Je me souhaite d'autres amis que Vincent, dont le souffle devant moi me projette vers l'avant, et des amis derrière moi, dont je pressens le souffle dans mon dos, qui me permettent d'accélérer aussi. En fait "Abracadabra" ces amis existent déjà, je les ai revus en métropole lors de la course de Saverne ...

Saverne - 17 septembre 2011 : A la poursuite de mes amis

J'ai profité d'un court séjour en métrople pour participer à une course de 10 km avec quelques amis, Djamel, Philippe, Eric et Anne. Je savais que j'allais souffrir, je venais de reprendre les entraînements depuis peu, il me manquait de l'endurance, mais je voulais partager ce moment avec eux. La course m'a permis aussi de m'étalonner, de savoir quel était mon état de forme.  Philippe, Eric et Anne participaient le lendemain à un trail dans les Vosges de plus de 20 km, ils ont décidé de réaliser une simple petite course d'entraînement à Saverne, à une allure très en deçà de leurs possibilités. Dès le départ, j'ai essayé de  m'accrocher à la foulée de Djamel, qui a donné le tempo au petit groupe de quatre que nous avons formé. L'allure était rapide pour moi, mais j'ai réussi à tenir durant une petite distance. La course de Saverne est difficile, car elle est constituée d'incessantes petites montées, suivies de descentes souvent trop brèves pour pouvoir récupérer. Passé la borne qui indiquait quatre kilomètres, j'ai senti que je fléchissais, j'ai lâché prise et fait mine de commencer à marcher. Eric était très heureux de me revoir, il s'était promis de faire toute la course à mes côtés, il a tenu sa promesse car il s'est porté à ma hauteur et a commencé à m'encourager. Il m'a exhorté à reprendre la course et m'a supporté tout le long du parcours.

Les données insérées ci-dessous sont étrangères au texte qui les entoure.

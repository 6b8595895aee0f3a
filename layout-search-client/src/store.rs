use crate::error::{Error, Result};
use crate::layout::LayoutRecord;
use serde::{Deserialize, Serialize};
use std::collections::BTreeMap;
use std::fs;
use std::io;
use std::path::{Path, PathBuf};

pub const CACHE_FILE_NAME: &str = "g80-layouts-cache.json";

#[cfg(unix)]
const CACHE_FILE_MODE: u32 = 0o644;

/// Write-through cache of layout records keyed by layout id.
///
/// Published layouts are treated as immutable, so entries never expire and
/// are never evicted. The store lives in memory for the length of a run and
/// is read from and written to disk explicitly with [`LayoutStore::load`] and
/// [`LayoutStore::save`].
#[derive(Clone, Debug, Default, PartialEq)]
pub struct LayoutStore {
    entries: BTreeMap<String, LayoutRecord>,
}

impl LayoutStore {
    pub fn new() -> Self {
        Self::default()
    }

    /// Load the store from `path`. A missing or empty file gives an empty
    /// store; a file that does not parse is an error.
    pub fn load(path: &Path) -> Result<Self> {
        let bytes = match fs::read(path) {
            Ok(bytes) => bytes,
            Err(err) if err.kind() == io::ErrorKind::NotFound => {
                log::debug!("No layout cache at {}, starting empty", path.display());
                return Ok(Self::new());
            }
            Err(source) => {
                return Err(Error::CacheRead {
                    path: path.to_path_buf(),
                    source,
                })
            }
        };

        if bytes.iter().all(u8::is_ascii_whitespace) {
            return Ok(Self::new());
        }

        let entries = serde_json::from_slice(&bytes).map_err(|source| Error::CacheCorrupt {
            path: path.to_path_buf(),
            source,
        })?;
        let store = Self { entries };
        log::debug!(
            "Loaded {} cached layouts from {}",
            store.len(),
            path.display()
        );
        Ok(store)
    }

    /// Write the whole store to `path`. The data goes to a sibling temporary
    /// file first and is renamed into place, so a failed write leaves the
    /// previous cache intact.
    pub fn save(&self, path: &Path) -> Result<()> {
        let bytes = serde_json::to_vec(&self.entries).map_err(Error::CacheEncode)?;
        let write_err = |source: io::Error| Error::CacheWrite {
            path: path.to_path_buf(),
            source,
        };

        if let Some(parent) = path.parent().filter(|p| !p.as_os_str().is_empty()) {
            fs::create_dir_all(parent).map_err(write_err)?;
        }

        let tmp = temp_path(path);
        fs::write(&tmp, bytes).map_err(write_err)?;
        #[cfg(unix)]
        {
            use std::os::unix::fs::PermissionsExt;
            let mode = fs::Permissions::from_mode(CACHE_FILE_MODE);
            if let Err(err) = fs::set_permissions(&tmp, mode) {
                let _ = fs::remove_file(&tmp);
                return Err(write_err(err));
            }
        }
        if let Err(err) = fs::rename(&tmp, path) {
            let _ = fs::remove_file(&tmp);
            return Err(write_err(err));
        }

        log::info!("Successfully wrote cache to disk.");
        Ok(())
    }

    pub fn get(&self, id: &str) -> Option<&LayoutRecord> {
        self.entries.get(id)
    }

    /// Insert `record` under `id`, replacing whatever was cached there.
    pub fn put(&mut self, id: impl Into<String>, record: LayoutRecord) {
        let id = id.into();
        log::debug!("Stored layout in cache with id: {}", id);
        self.entries.insert(id, record);
    }

    pub fn len(&self) -> usize {
        self.entries.len()
    }

    pub fn is_empty(&self) -> bool {
        self.entries.is_empty()
    }

    pub fn stats(&self) -> StoreStats {
        StoreStats {
            total_entries: self.entries.len(),
        }
    }
}

/// Cache statistics
#[derive(Debug, Clone, PartialEq, Eq, Serialize, Deserialize)]
pub struct StoreStats {
    pub total_entries: usize,
}

fn temp_path(path: &Path) -> PathBuf {
    let mut tmp = path.as_os_str().to_owned();
    tmp.push(".tmp");
    PathBuf::from(tmp)
}

#[cfg(test)]
mod tests {
    use super::*;
    use crate::layout::LayoutMeta;
    use serde_json::json;
    use tempdir::TempDir;

    fn record(id: &str, title: &str, creator: &str) -> LayoutRecord {
        let mut meta = LayoutMeta::new(id, title, creator);
        meta.set_date(1_700_000_000);
        meta.set_tags(vec!["qwerty".to_string()]);
        let mut record = LayoutRecord::new(meta);
        record.set_config(json!({"layers": [[1, 2, 3]], "name": title}));
        record
    }

    #[test]
    fn test_missing_file_is_empty_store() {
        let dir = TempDir::new("store").unwrap();
        let store = LayoutStore::load(&dir.path().join("nope.json")).unwrap();
        assert!(store.is_empty());
    }

    #[test]
    fn test_empty_file_is_empty_store() {
        let dir = TempDir::new("store").unwrap();
        let path = dir.path().join(CACHE_FILE_NAME);
        fs::write(&path, "").unwrap();
        assert!(LayoutStore::load(&path).unwrap().is_empty());
    }

    #[test]
    fn test_corrupt_file_is_an_error() {
        let dir = TempDir::new("store").unwrap();
        let path = dir.path().join(CACHE_FILE_NAME);
        fs::write(&path, "{\"abc\": [").unwrap();
        let err = LayoutStore::load(&path).unwrap_err();
        assert!(matches!(err, Error::CacheCorrupt { .. }));
        assert!(!err.is_remote());
    }

    #[test]
    fn test_save_then_load_round_trip() {
        let dir = TempDir::new("store").unwrap();
        let path = dir.path().join("nested").join(CACHE_FILE_NAME);

        let mut store = LayoutStore::new();
        store.put("1", record("1", "Foo", "Alice"));
        store.put("2", record("2", "Bar", "Bob"));
        store.save(&path).unwrap();

        let loaded = LayoutStore::load(&path).unwrap();
        assert_eq!(loaded, store);
        assert_eq!(loaded.get("2").unwrap().title(), "Bar");
        assert_eq!(
            loaded.get("1").unwrap().config(),
            &json!({"layers": [[1, 2, 3]], "name": "Foo"})
        );
        assert!(!temp_path(&path).exists());
    }

    #[test]
    fn test_cache_file_is_a_json_object_keyed_by_id() {
        let dir = TempDir::new("store").unwrap();
        let path = dir.path().join(CACHE_FILE_NAME);

        let mut store = LayoutStore::new();
        store.put("abc", record("abc", "Foo", "Alice"));
        store.save(&path).unwrap();

        let raw: serde_json::Value = serde_json::from_slice(&fs::read(&path).unwrap()).unwrap();
        assert_eq!(raw["abc"]["layout_meta"]["title"], "Foo");
        assert_eq!(raw["abc"]["layout_meta"]["date"], 1_700_000_000);
    }

    #[cfg(unix)]
    #[test]
    fn test_saved_file_mode() {
        use std::os::unix::fs::PermissionsExt;

        let dir = TempDir::new("store").unwrap();
        let path = dir.path().join(CACHE_FILE_NAME);
        LayoutStore::new().save(&path).unwrap();
        let mode = fs::metadata(&path).unwrap().permissions().mode();
        assert_eq!(mode & 0o777, CACHE_FILE_MODE);
    }

    #[test]
    fn test_save_failure_is_reported() {
        let dir = TempDir::new("store").unwrap();
        // A directory where the file should go
        let path = dir.path().join(CACHE_FILE_NAME);
        fs::create_dir(&path).unwrap();
        let err = LayoutStore::new().save(&path).unwrap_err();
        assert!(matches!(err, Error::CacheWrite { .. }));
        assert!(!temp_path(&path).exists());
    }

    #[test]
    fn test_put_overwrites() {
        let mut store = LayoutStore::new();
        store.put("1", record("1", "Foo", "Alice"));
        store.put("1", record("1", "Foo v2", "Alice"));
        assert_eq!(store.len(), 1);
        assert_eq!(store.get("1").unwrap().title(), "Foo v2");
        assert_eq!(store.stats().total_entries, 1);
    }
}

Eric, le regard du guerrier

A chaque fois que j'avais des velléités de m'arrêter, il me poussait à réagir. J'étais vraiment épuisé mais j'ai redoublé d'efforts, d'abord à faible allure, puis à une allure plus moyenne. J'étais  dans la souffrance, dans le dur, mais ses encouragements me poussaient à repartir. Dans les montées, il prenait une petite avance pour me servir de point de mire, puis se tournait vers moi, m'aiguillonnait, me stimulait vivement à chaque fois. J'ai vu l'allure de Djamel qui déclinait devant moi, mais j'étais toujours incapable de le suivre. Progressivement, je sentais que je reprenais des forces, les kilomètres s'estompaient derrière moi, je me rapprochais de l'arrivée. Tout à coup, j'ai senti un souffle lumineux et rose derrière moi se rapprocher, se mettre à ma hauteur, puis me dépasser à gauche...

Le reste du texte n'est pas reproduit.